Exercise goal »
If a line contains "command matching \", it is the last one to write out; begin with the first line of the records and copy each exactly.

--- Provided records Enclosed Below ---

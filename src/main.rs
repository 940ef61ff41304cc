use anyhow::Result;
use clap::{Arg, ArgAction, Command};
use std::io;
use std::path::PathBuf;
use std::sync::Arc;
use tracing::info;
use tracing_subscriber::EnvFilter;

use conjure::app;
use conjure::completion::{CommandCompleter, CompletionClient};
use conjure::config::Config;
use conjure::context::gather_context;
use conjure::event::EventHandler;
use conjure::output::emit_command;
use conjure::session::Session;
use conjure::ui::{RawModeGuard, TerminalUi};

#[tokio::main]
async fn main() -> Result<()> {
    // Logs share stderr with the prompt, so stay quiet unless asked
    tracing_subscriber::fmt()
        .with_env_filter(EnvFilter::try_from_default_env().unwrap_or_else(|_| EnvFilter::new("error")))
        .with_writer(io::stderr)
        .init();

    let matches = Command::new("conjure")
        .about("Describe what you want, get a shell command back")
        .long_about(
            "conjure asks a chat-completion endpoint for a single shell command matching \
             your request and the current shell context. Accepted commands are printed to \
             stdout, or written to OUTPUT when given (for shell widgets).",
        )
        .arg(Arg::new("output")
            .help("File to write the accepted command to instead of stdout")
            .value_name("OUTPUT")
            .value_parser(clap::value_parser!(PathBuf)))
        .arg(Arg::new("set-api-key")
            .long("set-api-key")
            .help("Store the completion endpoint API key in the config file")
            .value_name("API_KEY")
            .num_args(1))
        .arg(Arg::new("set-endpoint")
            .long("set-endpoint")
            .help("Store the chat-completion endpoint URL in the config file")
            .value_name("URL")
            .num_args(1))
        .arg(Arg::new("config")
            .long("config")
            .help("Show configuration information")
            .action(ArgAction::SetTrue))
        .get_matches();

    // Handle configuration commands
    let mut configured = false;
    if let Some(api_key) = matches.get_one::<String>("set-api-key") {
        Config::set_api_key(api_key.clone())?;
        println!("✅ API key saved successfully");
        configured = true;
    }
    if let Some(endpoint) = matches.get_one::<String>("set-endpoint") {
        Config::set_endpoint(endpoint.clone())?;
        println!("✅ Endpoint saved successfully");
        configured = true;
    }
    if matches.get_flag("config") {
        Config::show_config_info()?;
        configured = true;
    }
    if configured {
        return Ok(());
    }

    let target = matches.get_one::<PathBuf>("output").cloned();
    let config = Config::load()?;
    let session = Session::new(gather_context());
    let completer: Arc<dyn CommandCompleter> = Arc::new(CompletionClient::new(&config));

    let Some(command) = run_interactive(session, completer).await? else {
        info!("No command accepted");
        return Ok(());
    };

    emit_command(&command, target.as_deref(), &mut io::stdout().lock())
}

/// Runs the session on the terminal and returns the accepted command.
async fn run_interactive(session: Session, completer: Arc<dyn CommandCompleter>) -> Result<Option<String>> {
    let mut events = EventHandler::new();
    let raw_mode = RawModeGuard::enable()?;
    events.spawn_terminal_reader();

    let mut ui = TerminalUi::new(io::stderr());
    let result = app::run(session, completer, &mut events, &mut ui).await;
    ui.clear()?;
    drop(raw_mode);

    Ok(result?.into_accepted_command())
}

--- End of Enclosed Provided records ---

Answer space »
filename src/main.rs
repository 940ef61ff41304cc
use anyhow::Result;
use clap::{Arg, ArgAction, Command};
use std::io;
use std::path::PathBuf;
use std::sync::Arc;
use tracing::info;
use tracing_subscriber::EnvFilter;

use conjure::app;
use conjure::completion::{CommandCompleter, CompletionClient};
use conjure::config::Config;
use conjure::context::gather_context;
use conjure::event::EventHandler;
use conjure::output::emit_command;
use conjure::session::Session;
use conjure::ui::{RawModeGuard, TerminalUi};

#[tokio::main]
async fn main() -> Result<()> {
    // Logs share stderr with the prompt, so stay quiet unless asked
    tracing_subscriber::fmt()
        .with_env_filter(EnvFilter::try_from_default_env().unwrap_or_else(|_| EnvFilter::new("error")))
        .with_writer(io::stderr)
        .init();

    let matches = Command::new("conjure")
        .about("Describe what you want, get a shell command back")
        .long_about(
            "conjure asks a chat-completion endpoint for a single shell command matching \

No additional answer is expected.